Вернулись домой. На столе лежала мамина раковина. Отец ушел в кухню готовить ужин. Примус шумел. Раковина лежала на моей ладони. Косые лучи заходящего солнца упали на раковину. У меня возникло сильное желание взять себе эту раковину, чтоб она была только моей. Только моей! Спрятал я ее под свою подушку. Зашел отец и тут же заметил исчезновение раковины.
"Где она?"
"Не знаю".
Мне было семь, и я впервые в короткой своей жизни солгал отцу. И уже не мог вернуться. Прятал ее по углам дома, перекладывал с места на место. От страха, что она обнаружится, я решил закопать ее в землю. Но где? Под кактусами около стены во дворе? Под смоковницей, растущей на небольшой пяди земли посреди мощеного двора? Выбор все же пал на кактусы. Но чтобы совершить эту операцию, необходима была помощь Теодора, сына Марыли, который был старше меня на три года.

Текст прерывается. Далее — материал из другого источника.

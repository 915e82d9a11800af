// crates/diff/src/format.rs
use serde_json::Value;
use std::io::{self, Write};

use crate::diff::{ChangeKind, EntityChange, PropertyChange, ResourceChange, TemplateDiff};
use crate::template::{ScalarField, Section};

/// Render a [`TemplateDiff`] as human readable text.
///
/// Sections are written in template order, each followed by a blank line.
/// An empty diff writes nothing.
///
/// # Errors
///
/// Returns any error raised by `out`.
pub fn format_differences<W: Write + ?Sized>(
    out: &mut W,
    diff: &TemplateDiff,
) -> io::Result<()> {
    let mut any_scalar = false;
    for field in ScalarField::ALL {
        if let Some(change) = diff.scalar(field) {
            let key = field.key();
            match change.kind() {
                ChangeKind::Added => writeln!(out, "[+] {key}: {}", render(change.new.as_ref()))?,
                ChangeKind::Removed => writeln!(out, "[-] {key}: {}", render(change.old.as_ref()))?,
                ChangeKind::Updated => writeln!(
                    out,
                    "[~] {key}: {} to {}",
                    render(change.old.as_ref()),
                    render(change.new.as_ref())
                )?,
            }
            any_scalar = true;
        }
    }
    if any_scalar {
        writeln!(out)?;
    }

    for section in Section::ALL {
        if section == Section::Resources {
            write_resources(out, &diff.resources)?;
        } else {
            write_entities(out, section.key(), section.entity_label(), diff.entities(section))?;
        }
    }
    write_entities(out, "Other Changes", "Unknown", &diff.unknown)
}

/// Convenience wrapper returning the rendering as a `String`.
#[must_use]
pub fn format_to_string(diff: &TemplateDiff) -> String {
    let mut buf = Vec::new();
    // Writing into a Vec cannot fail.
    let _ = format_differences(&mut buf, diff);
    String::from_utf8_lossy(&buf).into_owned()
}

fn render(value: Option<&Value>) -> String {
    value.map_or_else(|| "<none>".to_string(), Value::to_string)
}

fn write_entities<W: Write + ?Sized>(
    out: &mut W,
    title: &str,
    label: &str,
    entities: &[EntityChange],
) -> io::Result<()> {
    if entities.is_empty() {
        return Ok(());
    }
    writeln!(out, "{title}")?;
    for entity in entities {
        let id = &entity.logical_id;
        match entity.kind {
            ChangeKind::Added => {
                writeln!(out, "[+] {label} {id}: {}", render(entity.new.as_ref()))?;
            }
            ChangeKind::Removed => {
                writeln!(out, "[-] {label} {id}: {}", render(entity.old.as_ref()))?;
            }
            ChangeKind::Updated => {
                writeln!(out, "[~] {label} {id}")?;
                let changes: Vec<&PropertyChange> = entity.changes.iter().collect();
                write_tree(out, &changes)?;
            }
        }
    }
    writeln!(out)
}

fn write_resources<W: Write + ?Sized>(
    out: &mut W,
    resources: &[ResourceChange],
) -> io::Result<()> {
    if resources.is_empty() {
        return Ok(());
    }
    writeln!(out, "{}", Section::Resources.key())?;
    for resource in resources {
        let marker = resource.kind.marker();
        writeln!(
            out,
            "{marker} {} {}",
            resource.resource_type(),
            resource.logical_id
        )?;
        if resource.kind != ChangeKind::Updated {
            continue;
        }

        let type_change = resource.type_changed().then(|| PropertyChange {
            path: vec!["Type".to_string()],
            old: resource.old_type.clone().map(Value::String),
            new: resource.new_type.clone().map(Value::String),
        });
        let changes: Vec<&PropertyChange> = type_change
            .iter()
            .chain(&resource.property_changes)
            .chain(&resource.other_changes)
            .collect();
        write_tree(out, &changes)?;
    }
    writeln!(out)
}

fn write_tree<W: Write + ?Sized>(out: &mut W, changes: &[&PropertyChange]) -> io::Result<()> {
    for (i, change) in changes.iter().enumerate() {
        let last = i + 1 == changes.len();
        let (branch, indent) = if last { (" └─", "    ") } else { (" ├─", " │  ") };
        let path = change.path_string();
        let label = if path.is_empty() { "(value)" } else { path.as_str() };

        match change.kind() {
            ChangeKind::Added => {
                writeln!(out, "{branch} [+] {label}: {}", render(change.new.as_ref()))?;
            }
            ChangeKind::Removed => {
                writeln!(out, "{branch} [-] {label}: {}", render(change.old.as_ref()))?;
            }
            ChangeKind::Updated => {
                writeln!(out, "{branch} [~] {label}")?;
                writeln!(out, "{indent} ├─ [-] {}", render(change.old.as_ref()))?;
                writeln!(out, "{indent} └─ [+] {}", render(change.new.as_ref()))?;
            }
        }
    }
    Ok(())
}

Марыля, молодая женщина, добрая наша соседка, помогала отцу растить меня. Она приехала из Варшавы накануне Второй мировой войны. Муж ее остался в Польше. Обещал приехать вслед за ней, но так и не явился. Даже письмеца не прислал. Исчез, словно земля его поглотила. Когда она поселилась в нашем дворе, отец был один, и она, быть может, связывала с ним надежды на изменение своей судьбы, ибо главным в ее жизни был принцип, что женщина должна быть замужней. И именно этот принцип ей не удалось осуществить. Была она высокой, длиннорукой и длинноногой, с широким лицом и обширной грудью, огромной копной черных волос и зелеными глазами. В общем-то, она не была уродливой. Но всяческое обаяние как бы истаяло с ее широкого лица. К тому же на этом широком лице небольшие зеленые глаза были лишены ресниц. Для отца же она, конечно, была слишком высокой, слишком мощной. Отец ведь всю жизнь тянулся к нежному, изящному. Все образы, которые он рисовал, высекал или лепил, были легкими и воздушными. И звуки, извлекаемые им из скрипки, были тонкими и негромкими. Отец, огромный, мускулистый, обожал тонкость и хрупкость.